Cerca de 76 toneladas de alimentos serão entregues, sempre as quartas e quintas-feiras, até o fim da etapa atual, beneficiando oito instituições assistenciais que atuam em Boa Vista. Ao todo, 167 famílias produtoras estão cadastradas no programa para  fornecerem produtos, gerando renda no campo. De acordo com o secretário de Agricultura e Assuntos Indígenas, Cezar Riva, esse é mais um canal de venda para o agricultor.

“O produtor costuma comercializar tradicionalmente em feiras, supermercados e para a merenda escolar. No PAA, ele encontra mais uma oportunidade de escoar a produção, podendo vender até 15 mil reais, recebendo o valor pontualmente por esses produtos entregues. Ao mesmo tempo é de suma importância a execução deste programa, porque todos esses alimentos são doados para instituições, beneficiando centenas de pessoas com alimentação de qualidade e alto valor nutricional”, disse.
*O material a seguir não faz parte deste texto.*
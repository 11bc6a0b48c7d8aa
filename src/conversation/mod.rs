//! Conversation module — the shared transcript and the orchestrator that
//! fills it.
//!
//! * [`Conversation`] / [`ConversationMessage`] — ordered append/replace
//!   transcript shared between the UI and the pipeline tasks.
//! * [`ChatOrchestrator`] — consumes [`UiCommand`]s, drives the recorder and
//!   spawns one independent pipeline task per finished recording.
//! * [`run_pipeline`] — the two-stage transcribe → answer pipeline itself.

pub mod message;
pub mod orchestrator;

// ---------------------------------------------------------------------------
// Public re-exports
// ---------------------------------------------------------------------------

pub use message::{
    new_shared_conversation, Conversation, ConversationMessage, Role, SharedConversation, Slot,
};
pub use orchestrator::{run_pipeline, ChatOrchestrator, PipelineContext, UiCommand};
Macaxeira, abóbora, melancia, melão, banana, limão, tomate, couve, alface, feijão-verde, maxixe e batata-doce estão entre os produtos entregues pelos agricultores da capital. Para o diretor financeiro da Associação de Bem com a Vida, José Oliveira, os alimentos adquiridos promovem segurança alimentar, além de contribuir com o tratamento de pessoas com sorologia positiva para o vírus HIV.

“Nosso trabalho é voluntário e acolhemos pessoas carentes que testaram positivo para o HIV. Esse alimento que recebemos é entregue para essas famílias e funciona como solidificação do tratamento que esses pacientes fazem, pois, um corpo bem nutrido tem forças para combater o vírus, além de elevar a autoestima desse público. Temos 26 anos de atuação em Roraima e hoje trabalhamos com cerca de 153 famílias”, destacou.